YOUR TASK
Each entry that follows needs to be written out exactly, with nothing left out.

--- DATA FOR THIS EXERCISE Enclosed Below ---

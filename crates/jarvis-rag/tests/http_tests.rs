//! HTTP surface exercised through a real listener.

mod common;

use common::{Harness, HANDBOOK};
use jarvis_rag::server::{build_router, state::AppState};
use reqwest::multipart::{Form, Part};
use serde_json::{json, Value};
use tempfile::TempDir;

async fn spawn_server() -> (String, TempDir, tokio::task::JoinHandle<()>) {
    let Harness { engine, dir, .. } = Harness::new();
    let app = build_router(AppState::new(engine));

    let listener = tokio::net::TcpListener::bind("127.0.0.1:0")
        .await
        .expect("bind test listener");
    let addr = listener.local_addr().expect("listener addr");

    let handle = tokio::spawn(async move {
        axum::serve(listener, app).await.expect("server run");
    });

    (format!("http://{}", addr), dir, handle)
}

fn upload(files: &[(&str, &str)]) -> Form {
    files.iter().fold(Form::new(), |form, (name, text)| {
        form.part(
            "files",
            Part::bytes(text.as_bytes().to_vec()).file_name(name.to_string()),
        )
    })
}

#[tokio::test]
async fn serves_ui_and_health() {
    let (base, _dir, handle) = spawn_server().await;
    let client = reqwest::Client::new();

    let page = client.get(&base).send().await.unwrap();
    assert!(page.status().is_success());
    let html = page.text().await.unwrap();
    assert!(html.contains("Upload Documents"));
    assert!(html.contains("Document Collection"));

    let health = client.get(format!("{}/health", base)).send().await.unwrap();
    assert_eq!(health.text().await.unwrap(), "OK");

    let ready: Value = client
        .get(format!("{}/ready", base))
        .send()
        .await
        .unwrap()
        .json()
        .await
        .unwrap();
    assert_eq!(ready["vector_store"], true);
    assert_eq!(ready["llm"], true);

    handle.abort();
}

#[tokio::test]
async fn upload_query_list_and_delete() {
    let (base, _dir, handle) = spawn_server().await;
    let client = reqwest::Client::new();

    let ingest: Value = client
        .post(format!("{}/api/ingest", base))
        .multipart(upload(&[("handbook.txt", HANDBOOK), ("notes.xlsx", "x")]))
        .send()
        .await
        .unwrap()
        .json()
        .await
        .unwrap();
    assert_eq!(ingest["success"], false);
    assert_eq!(ingest["documents"].as_array().unwrap().len(), 1);
    assert_eq!(ingest["errors"][0]["filename"], "notes.xlsx");
    assert_eq!(ingest["total_chunks_created"], 1);

    let answer: Value = client
        .post(format!("{}/api/query", base))
        .json(&json!({ "question": "How many vacation days do employees get?" }))
        .send()
        .await
        .unwrap()
        .json()
        .await
        .unwrap();
    assert!(answer["answer"].as_str().unwrap().contains("15"));
    assert_eq!(answer["citations"][0]["document_name"], "handbook.txt");

    let listing: Value = client
        .get(format!("{}/api/documents", base))
        .send()
        .await
        .unwrap()
        .json()
        .await
        .unwrap();
    assert_eq!(listing["total_count"], 1);
    assert_eq!(listing["documents"][0]["id"], "handbook.txt");
    assert_eq!(listing["documents"][0]["file_type"], "txt");

    let deleted = client
        .delete(format!("{}/api/documents/handbook.txt", base))
        .send()
        .await
        .unwrap();
    assert!(deleted.status().is_success());
    let deleted: Value = deleted.json().await.unwrap();
    assert_eq!(deleted["deleted_chunks"], 1);

    let missing = client
        .delete(format!("{}/api/documents/handbook.txt", base))
        .send()
        .await
        .unwrap();
    assert_eq!(missing.status(), reqwest::StatusCode::NOT_FOUND);

    handle.abort();
}

#[tokio::test]
async fn chat_and_text_ingest() {
    let (base, dir, handle) = spawn_server().await;
    let client = reqwest::Client::new();

    let ingest: Value = client
        .post(format!("{}/api/ingest/text", base))
        .json(&json!({ "title": "Leave Policy", "text": HANDBOOK }))
        .send()
        .await
        .unwrap()
        .json()
        .await
        .unwrap();
    assert_eq!(ingest["success"], true);
    let filename = ingest["documents"][0]["filename"].as_str().unwrap().to_string();
    assert!(dir.path().join(&filename).exists());

    let chat: Value = client
        .post(format!("{}/api/chat", base))
        .json(&json!({
            "messages": [
                { "role": "user", "content": "How many vacation days do employees get?" }
            ]
        }))
        .send()
        .await
        .unwrap()
        .json()
        .await
        .unwrap();
    assert_eq!(chat["citations"][0]["document_name"], filename.as_str());

    let stats: Value = client
        .get(format!("{}/api/stats", base))
        .send()
        .await
        .unwrap()
        .json()
        .await
        .unwrap();
    assert_eq!(stats["total_vectors"], 1);

    let cleared = client
        .delete(format!("{}/api/documents", base))
        .send()
        .await
        .unwrap();
    assert!(cleared.status().is_success());

    handle.abort();
}

#[tokio::test]
async fn invalid_requests_get_structured_errors() {
    let (base, _dir, handle) = spawn_server().await;
    let client = reqwest::Client::new();

    let empty_question = client
        .post(format!("{}/api/query", base))
        .json(&json!({ "question": "" }))
        .send()
        .await
        .unwrap();
    assert_eq!(empty_question.status(), reqwest::StatusCode::BAD_REQUEST);
    let body: Value = empty_question.json().await.unwrap();
    assert_eq!(body["error"]["type"], "invalid_request");

    let empty_text = client
        .post(format!("{}/api/ingest/text", base))
        .json(&json!({ "title": "Blank", "text": "   " }))
        .send()
        .await
        .unwrap();
    assert_eq!(empty_text.status(), reqwest::StatusCode::BAD_REQUEST);

    handle.abort();
}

--- End of Enclosed DATA FOR THIS EXERCISE ---

ANSWER TO THE PROBLEM
filename crates/jarvis-rag/tests/http_tests.rs
//! HTTP surface exercised through a real listener.

mod common;

use common::{Harness, HANDBOOK};
use jarvis_rag::server::{build_router, state::AppState};
use reqwest::multipart::{Form, Part};
use serde_json::{json, Value};
use tempfile::TempDir;

async fn spawn_server() -> (String, TempDir, tokio::task::JoinHandle<()>) {
    let Harness { engine, dir, .. } = Harness::new();
    let app = build_router(AppState::new(engine));

    let listener = tokio::net::TcpListener::bind("127.0.0.1:0")
        .await
        .expect("bind test listener");
    let addr = listener.local_addr().expect("listener addr");

    let handle = tokio::spawn(async move {
        axum::serve(listener, app).await.expect("server run");
    });

    (format!("http://{}", addr), dir, handle)
}

fn upload(files: &[(&str, &str)]) -> Form {
    files.iter().fold(Form::new(), |form, (name, text)| {
        form.part(
            "files",
            Part::bytes(text.as_bytes().to_vec()).file_name(name.to_string()),
        )
    })
}

#[tokio::test]
async fn serves_ui_and_health() {
    let (base, _dir, handle) = spawn_server().await;
    let client = reqwest::Client::new();

    let page = client.get(&base).send().await.unwrap();
    assert!(page.status().is_success());
    let html = page.text().await.unwrap();
    assert!(html.contains("Upload Documents"));
    assert!(html.contains("Document Collection"));

    let health = client.get(format!("{}/health", base)).send().await.unwrap();
    assert_eq!(health.text().await.unwrap(), "OK");

    let ready: Value = client
        .get(format!("{}/ready", base))
        .send()
        .await
        .unwrap()
        .json()
        .await
        .unwrap();
    assert_eq!(ready["vector_store"], true);
    assert_eq!(ready["llm"], true);

    handle.abort();
}

#[tokio::test]
async fn upload_query_list_and_delete() {
    let (base, _dir, handle) = spawn_server().await;
    let client = reqwest::Client::new();

    let ingest: Value = client
        .post(format!("{}/api/ingest", base))
        .multipart(upload(&[("handbook.txt", HANDBOOK), ("notes.xlsx", "x")]))
        .send()
        .await
        .unwrap()
        .json()
        .await
        .unwrap();
    assert_eq!(ingest["success"], false);
    assert_eq!(ingest["documents"].as_array().unwrap().len(), 1);
    assert_eq!(ingest["errors"][0]["filename"], "notes.xlsx");
    assert_eq!(ingest["total_chunks_created"], 1);

    let answer: Value = client
        .post(format!("{}/api/query", base))
        .json(&json!({ "question": "How many vacation days do employees get?" }))
        .send()
        .await
        .unwrap()
        .json()
        .await
        .unwrap();
    assert!(answer["answer"].as_str().unwrap().contains("15"));
    assert_eq!(answer["citations"][0]["document_name"], "handbook.txt");

    let listing: Value = client
        .get(format!("{}/api/documents", base))
        .send()
        .await
        .unwrap()
        .json()
        .await
        .unwrap();
    assert_eq!(listing["total_count"], 1);
    assert_eq!(listing["documents"][0]["id"], "handbook.txt");
    assert_eq!(listing["documents"][0]["file_type"], "txt");

    let deleted = client
        .delete(format!("{}/api/documents/handbook.txt", base))
        .send()
        .await
        .unwrap();
    assert!(deleted.status().is_success());
    let deleted: Value = deleted.json().await.unwrap();
    assert_eq!(deleted["deleted_chunks"], 1);

    let missing = client
        .delete(format!("{}/api/documents/handbook.txt", base))
        .send()
        .await
        .unwrap();
    assert_eq!(missing.status(), reqwest::StatusCode::NOT_FOUND);

    handle.abort();
}

#[tokio::test]
async fn chat_and_text_ingest() {
    let (base, dir, handle) = spawn_server().await;
    let client = reqwest::Client::new();

    let ingest: Value = client
        .post(format!("{}/api/ingest/text", base))
        .json(&json!({ "title": "Leave Policy", "text": HANDBOOK }))
        .send()
        .await
        .unwrap()
        .json()
        .await
        .unwrap();
    assert_eq!(ingest["success"], true);
    let filename = ingest["documents"][0]["filename"].as_str().unwrap().to_string();
    assert!(dir.path().join(&filename).exists());

    let chat: Value = client
        .post(format!("{}/api/chat", base))
        .json(&json!({
            "messages": [
                { "role": "user", "content": "How many vacation days do employees get?" }
            ]
        }))
        .send()
        .await
        .unwrap()
        .json()
        .await
        .unwrap();
    assert_eq!(chat["citations"][0]["document_name"], filename.as_str());

    let stats: Value = client
        .get(format!("{}/api/stats", base))
        .send()
        .await
        .unwrap()
        .json()
        .await
        .unwrap();
    assert_eq!(stats["total_vectors"], 1);

    let cleared = client
        .delete(format!("{}/api/documents", base))
        .send()
        .await
        .unwrap();
    assert!(cleared.status().is_success());

    handle.abort();
}

#[tokio::test]
async fn invalid_requests_get_structured_errors() {
    let (base, _dir, handle) = spawn_server().await;
    let client = reqwest::Client::new();

    let empty_question = client
        .post(format!("{}/api/query", base))
        .json(&json!({ "question": "" }))
        .send()
        .await
        .unwrap();
    assert_eq!(empty_question.status(), reqwest::StatusCode::BAD_REQUEST);
    let body: Value = empty_question.json().await.unwrap();
    assert_eq!(body["error"]["type"], "invalid_request");

    let empty_text = client
        .post(format!("{}/api/ingest/text", base))
        .json(&json!({ "title": "Blank", "text": "   " }))
        .send()
        .await
        .unwrap();
    assert_eq!(empty_text.status(), reqwest::StatusCode::BAD_REQUEST);

    handle.abort();
}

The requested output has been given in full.